Le origini della linguistica educativa italiana si fondano proprio su un principio inclusivo: si pensi alla celebre dichiarazione contenuta nella Lettera a una professoressa, “È la lingua che ci fa uguali”. Le proposte dell’educazione linguistica per il miglioramento dell’insegnamento della lingua italiana hanno sempre avuto come fine ultimo l’accesso alla lingua (e di conseguenza alla cultura e alla partecipazione sociale e politica) per tutte le persone, contrastando le disparità preesistenti. Non è questo lo stesso obiettivo esplicito dell’inclusione, e della scuola dell’obbligo in senso lato?
Chiariamo il concetto di “inclusione”
Esiste però un pregiudizio diffuso sul concetto di “inclusione”. Il termine “inclusione” fa riferimento all’appartenenza a un gruppo di persone variamente costituito, e al sentirsi accolte e accolti al suo interno. Evidentemente, ciò che si vuole contrastare è la discriminazione degli individui in base a etnia, luogo di provenienza, genere, orientamento sessuale, religione, disabilità, estrazione economica e socioculturale. In ambito scolastico l’obiettivo è esattamente lo stesso: che tutte le persone, soprattutto quelle che si trovano in situazioni di maggiore svantaggio, possano accedere alle informazioni, alla cultura e ai servizi di cui necessitano per partecipare attivamente alla vita della comunità sociale.
Tuttavia, da quando il concetto di inclusione scolastica è entrato nel dibattito pedagogico italiano, sembra essersi diffusa l’idea di dover ricorrere alla didattica inclusiva quando non è possibile ricorrere alla didattica “normale” o “tradizionale”. Questa distinzione, in realtà, non esiste: la didattica inclusiva, infatti, è il ripensamento dell’intera impostazione dell’insegnamento secondo i principi dell’inclusione.
E per quanto riguarda il linguaggio?
Allo stesso modo, non esiste un linguaggio “inclusivo”, con caratteristiche diverse dal linguaggio comunemente inteso: applicare i principi dell’inclusione al linguaggio significa adattarlo alle esigenze di chi ascolta e chi legge, al fine di evitare effetti discriminatori.

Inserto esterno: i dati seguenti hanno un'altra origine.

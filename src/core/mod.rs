//! Core business logic - framework-agnostic subscription storage and cost summaries.

/// `MM-YYYY` month parsing and rendering
pub mod month;
/// Injectable store trait and its database implementation
pub mod store;
/// Subscription create, read, update and delete
pub mod subscription;
/// Price totals over a month range
pub mod summary;

pub use month::BillingMonth;
pub use store::{DatabaseStore, SubscriptionStore};
//! Request and response shapes exchanged with callers.
//!
//! Dates stay as `MM-YYYY` strings here; the store parses them so that a malformed month
//! is reported as a validation error by the operation that received it.

use crate::errors::{Error, Result};
use serde::{Deserialize, Serialize};

/// A stored subscription as returned to callers.
#[derive(Debug, Clone, PartialEq, Eq, Serialize, Deserialize)]
pub struct Subscription {
    pub id: String,
    pub service_name: String,
    /// Price in minor currency units
    pub price: i64,
    pub user_id: String,
    /// `MM-YYYY`
    pub start_date: String,
    /// `MM-YYYY`, absent for open-ended subscriptions
    #[serde(default, skip_serializing_if = "Option::is_none")]
    pub end_date: Option<String>,
}

/// Caller-supplied subscription fields. The id is always assigned by the store, so any
/// `id` key in a request body is ignored.
#[derive(Debug, Clone, PartialEq, Eq, Serialize, Deserialize)]
pub struct SubscriptionInput {
    pub service_name: String,
    pub price: i64,
    pub user_id: String,
    pub start_date: String,
    #[serde(default)]
    pub end_date: Option<String>,
}

impl SubscriptionInput {
    /// Checks the fields that can be validated without parsing dates.
    pub fn validate(&self) -> Result<()> {
        if self.service_name.trim().is_empty() {
            return Err(Error::missing("service_name"));
        }
        if self.user_id.trim().is_empty() {
            return Err(Error::missing("user_id"));
        }
        if self.price < 0 {
            return Err(Error::InvalidPrice { price: self.price });
        }
        Ok(())
    }

    /// Attaches an existing id, producing the full record used for updates.
    #[must_use]
    pub fn with_id(self, id: String) -> Subscription {
        Subscription {
            id,
            service_name: self.service_name,
            price: self.price,
            user_id: self.user_id,
            start_date: self.start_date,
            end_date: self.end_date,
        }
    }
}

impl From<Subscription> for SubscriptionInput {
    fn from(value: Subscription) -> Self {
        Self {
            service_name: value.service_name,
            price: value.price,
            user_id: value.user_id,
            start_date: value.start_date,
            end_date: value.end_date,
        }
    }
}

/// Inputs of a cost summary: an inclusive month range plus optional narrowing.
#[derive(Debug, Clone, Default, PartialEq, Eq)]
pub struct SummaryFilter {
    /// `MM-YYYY`, first month of the range
    pub from: String,
    /// `MM-YYYY`, last month of the range
    pub to: String,
    pub user_id: Option<String>,
    /// Case-insensitive substring of the service name
    pub service_name: Option<String>,
}

impl SummaryFilter {
    /// Builds a filter over `[from, to]` with no narrowing predicates.
    pub fn new(from: impl Into<String>, to: impl Into<String>) -> Self {
        Self {
            from: from.into(),
            to: to.into(),
            user_id: None,
            service_name: None,
        }
    }

    #[must_use]
    pub fn for_user(mut self, user_id: impl Into<String>) -> Self {
        self.user_id = Some(user_id.into());
        self
    }

    #[must_use]
    pub fn matching_service(mut self, service_name: impl Into<String>) -> Self {
        self.service_name = Some(service_name.into());
        self
    }
}

/// Response body of the summary endpoint.
#[derive(Debug, Clone, Copy, PartialEq, Eq, Serialize, Deserialize)]
pub struct SummaryTotal {
    pub total: i64,
}

#[cfg(test)]
mod tests {
    #![allow(clippy::unwrap_used)]
    use super::*;

    fn input() -> SubscriptionInput {
        SubscriptionInput {
            service_name: "Netflix".to_string(),
            price: 1299,
            user_id: "user-123".to_string(),
            start_date: "01-2024".to_string(),
            end_date: None,
        }
    }

    #[test]
    fn test_validate_accepts_complete_input() {
        assert!(input().validate().is_ok());

        let free = SubscriptionInput { price: 0, ..input() };
        assert!(free.validate().is_ok());
    }

    #[test]
    fn test_validate_rejects_blank_and_negative_fields() {
        let blank_name = SubscriptionInput {
            service_name: "  ".to_string(),
            ..input()
        };
        assert!(matches!(
            blank_name.validate(),
            Err(Error::MissingField { ref field }) if field == "service_name"
        ));

        let blank_user = SubscriptionInput {
            user_id: String::new(),
            ..input()
        };
        assert!(matches!(
            blank_user.validate(),
            Err(Error::MissingField { ref field }) if field == "user_id"
        ));

        let negative = SubscriptionInput {
            price: -5,
            ..input()
        };
        assert!(matches!(
            negative.validate(),
            Err(Error::InvalidPrice { price: -5 })
        ));
    }

    #[test]
    fn test_subscription_json_omits_missing_end_date() {
        let subscription = input().with_id("sub-1".to_string());
        let json = serde_json::to_value(&subscription).unwrap();
        assert_eq!(json["id"], "sub-1");
        assert_eq!(json["start_date"], "01-2024");
        assert!(json.get("end_date").is_none());
    }

    #[test]
    fn test_input_ignores_body_id_and_requires_fields() {
        let parsed: SubscriptionInput = serde_json::from_str(
            r#"{"id":"caller-chosen","service_name":"Spotify","price":999,"user_id":"u1","start_date":"02-2024","end_date":"05-2024"}"#,
        )
        .unwrap();
        assert_eq!(parsed.service_name, "Spotify");
        assert_eq!(parsed.end_date.as_deref(), Some("05-2024"));

        let missing_price = serde_json::from_str::<SubscriptionInput>(
            r#"{"service_name":"Spotify","user_id":"u1","start_date":"02-2024"}"#,
        );
        assert!(missing_price.is_err());
    }
}
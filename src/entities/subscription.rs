//! Subscription entity - One recurring paid service owned by a user.
//!
//! Months are stored as the first day of the month so that range comparisons can be
//! done directly on the `start_date` and `end_date` columns.

use sea_orm::entity::prelude::*;
use serde::{Deserialize, Serialize};

/// Subscription database model
#[derive(Clone, Debug, PartialEq, Eq, DeriveEntityModel, Serialize, Deserialize)]
#[sea_orm(table_name = "subscriptions")]
pub struct Model {
    /// Generated UUID, assigned on insert
    #[sea_orm(primary_key, auto_increment = false)]
    pub id: String,
    /// Vendor label, e.g. "Netflix"
    pub service_name: String,
    /// Price in minor currency units (cents)
    pub price: i64,
    /// Owner of the subscription
    #[sea_orm(indexed)]
    pub user_id: String,
    /// First day of the first billed month
    pub start_date: Date,
    /// First day of the last billed month, `None` while still active
    pub end_date: Option<Date>,
}

#[derive(Copy, Clone, Debug, EnumIter, DeriveRelation)]
pub enum Relation {}

impl ActiveModelBehavior for ActiveModel {}
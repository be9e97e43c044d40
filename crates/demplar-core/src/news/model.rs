use chrono::{DateTime, Utc};
use serde::{Deserialize, Serialize};

/// One block of rich text: a paragraph, heading or list item made of spans.
#[derive(Debug, Clone, PartialEq, Eq, Serialize, Deserialize)]
#[serde(rename_all = "camelCase")]
pub struct TextBlock {
    /// Block style such as `normal` or `h2`.
    #[serde(default = "default_style")]
    pub style: String,
    /// List kind (`bullet`, `number`) when the block is a list item.
    #[serde(default, skip_serializing_if = "Option::is_none")]
    pub list_item: Option<String>,
    #[serde(default)]
    pub spans: Vec<String>,
}

fn default_style() -> String {
    "normal".to_string()
}

impl TextBlock {
    pub fn paragraph(text: impl Into<String>) -> Self {
        Self {
            style: default_style(),
            list_item: None,
            spans: vec![text.into()],
        }
    }

    pub fn bullet(text: impl Into<String>) -> Self {
        Self {
            style: default_style(),
            list_item: Some("bullet".to_string()),
            spans: vec![text.into()],
        }
    }

    pub fn text(&self) -> String {
        self.spans.concat()
    }
}

/// Body of a news entry.
#[derive(Debug, Clone, PartialEq, Eq, Serialize, Deserialize)]
#[serde(tag = "kind", content = "value", rename_all = "camelCase")]
pub enum NewsBody {
    /// Authored locally as plain text.
    Plain(String),
    /// Rich text from the content store.
    Blocks(Vec<TextBlock>),
}

impl Default for NewsBody {
    fn default() -> Self {
        NewsBody::Plain(String::new())
    }
}

impl NewsBody {
    /// Flattens the body to plain text.
    ///
    /// Blocks are separated by blank lines, except that consecutive list
    /// items stay on adjacent lines so they format as one bullet list.
    pub fn plain_text(&self) -> String {
        let blocks = match self {
            NewsBody::Plain(text) => return text.clone(),
            NewsBody::Blocks(blocks) => blocks,
        };

        let mut out = String::new();
        let mut previous_was_item = false;
        for block in blocks {
            let is_item = block.list_item.is_some();
            if !out.is_empty() {
                out.push_str(if is_item && previous_was_item { "\n" } else { "\n\n" });
            }
            if is_item {
                out.push_str("• ");
            }
            out.push_str(&block.text());
            previous_was_item = is_item;
        }
        out
    }
}

/// A news entry as shown by the news feed.
#[derive(Debug, Clone, PartialEq, Serialize, Deserialize)]
#[serde(rename_all = "camelCase")]
pub struct NewsEntry {
    pub id: String,
    pub title: String,
    #[serde(default, skip_serializing_if = "Option::is_none")]
    pub author: Option<String>,
    #[serde(default, skip_serializing_if = "Option::is_none")]
    pub published_at: Option<DateTime<Utc>>,
    #[serde(default)]
    pub body: NewsBody,
}

impl NewsEntry {
    pub fn author_name(&self) -> &str {
        self.author.as_deref().unwrap_or("Unknown")
    }

    pub fn content(&self) -> String {
        self.body.plain_text()
    }
}

/// Orders entries newest first; undated entries go last.
pub fn sort_latest_first(entries: &mut [NewsEntry]) {
    entries.sort_by(|a, b| b.published_at.cmp(&a.published_at));
}

#[cfg(test)]
mod tests {
    use super::*;
    use chrono::TimeZone;

    fn entry(id: &str, day: Option<u32>) -> NewsEntry {
        NewsEntry {
            id: id.to_string(),
            title: format!("Entry {id}"),
            author: None,
            published_at: day.map(|d| Utc.with_ymd_and_hms(2024, 5, d, 12, 0, 0).unwrap()),
            body: NewsBody::default(),
        }
    }

    #[test]
    fn test_plain_text_from_blocks() {
        let body = NewsBody::Blocks(vec![
            TextBlock::paragraph("The season begins."),
            TextBlock::bullet("New quests"),
            TextBlock::bullet("New loot"),
            TextBlock::paragraph("See you there."),
        ]);
        assert_eq!(
            body.plain_text(),
            "The season begins.\n\n• New quests\n• New loot\n\nSee you there."
        );
    }

    #[test]
    fn test_multi_span_block_is_concatenated() {
        let block = TextBlock {
            style: "normal".to_string(),
            list_item: None,
            spans: vec!["Hello, ".to_string(), "world".to_string()],
        };
        assert_eq!(NewsBody::Blocks(vec![block]).plain_text(), "Hello, world");
    }

    #[test]
    fn test_sort_latest_first() {
        let mut entries = vec![entry("a", Some(1)), entry("b", None), entry("c", Some(9))];
        sort_latest_first(&mut entries);
        let ids: Vec<&str> = entries.iter().map(|e| e.id.as_str()).collect();
        assert_eq!(ids, vec!["c", "a", "b"]);
    }

    #[test]
    fn test_author_fallback() {
        let mut e = entry("a", None);
        assert_eq!(e.author_name(), "Unknown");
        e.author = Some("Scribe".to_string());
        assert_eq!(e.author_name(), "Scribe");
    }
}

Spesso viene sottolineata la necessità di portare il testo al centro dell’insegnamento della lingua italiana, e di dargli un’importanza crescente anche nelle altre discipline; bisogna però che a questa consapevolezza si aggiunga la persuasione che il materiale didattico proposto a tutta la classe debba avere le caratteristiche di accessibilità e rappresentatività definite dal principio dell’inclusione. Naturalmente, come non esiste una “didattica inclusiva” o un “linguaggio inclusivo”, così non esiste neanche un “testo inclusivo” con caratteristiche fisse: si tratta, in tutti e tre i casi, di avere chiaro il proprio destinatario nella progettazione, nella stesura e nella revisione del contenuto prodotto e di adeguarvisi il più possibile.
Toolkit per l’accessibilità dei materiali didattici
Le indicazioni che seguono, pur rivelandosi particolarmente urgenti per alcune categorie di studenti (ad esempio per chi presenta disturbi della letto-scrittura, ma non solo), non sono pensate per un destinatario con caratteristiche fisse e ben delineate. Questo perché naturalmente la difficoltà di un testo è un concetto relativo, che dipende da un grande numero di fattori e si modifica nel tempo anche in riferimento allo stesso destinatario.
L’idea è quella di fornire uno strumento di orientamento per i docenti, perché possano individuare con maggiore immediatezza alcuni ostacoli alla leggibilità e alla comprensibilità dei testi; in questo modo, quando si sottopone del materiale alla classe (che lo si sia scritto personalmente o meno), sarà più semplice rimuovere tali ostacoli. In virtù del loro carattere generale, le indicazioni non contengono distinzioni per tipologie di testo: se ne può prendere spunto per quanto riguarda la scrittura o la riscrittura di verifiche, tracce di prove scritte, testi modello, appunti, riassunti, schemi e qualunque altro tipo di materiale didattico.
Le indicazioni sono divise in tre parti:
1. aspetti materiali, grafici e di impaginazione;
2. aspetti linguistici;
3. aspetti legati alla rappresentatività.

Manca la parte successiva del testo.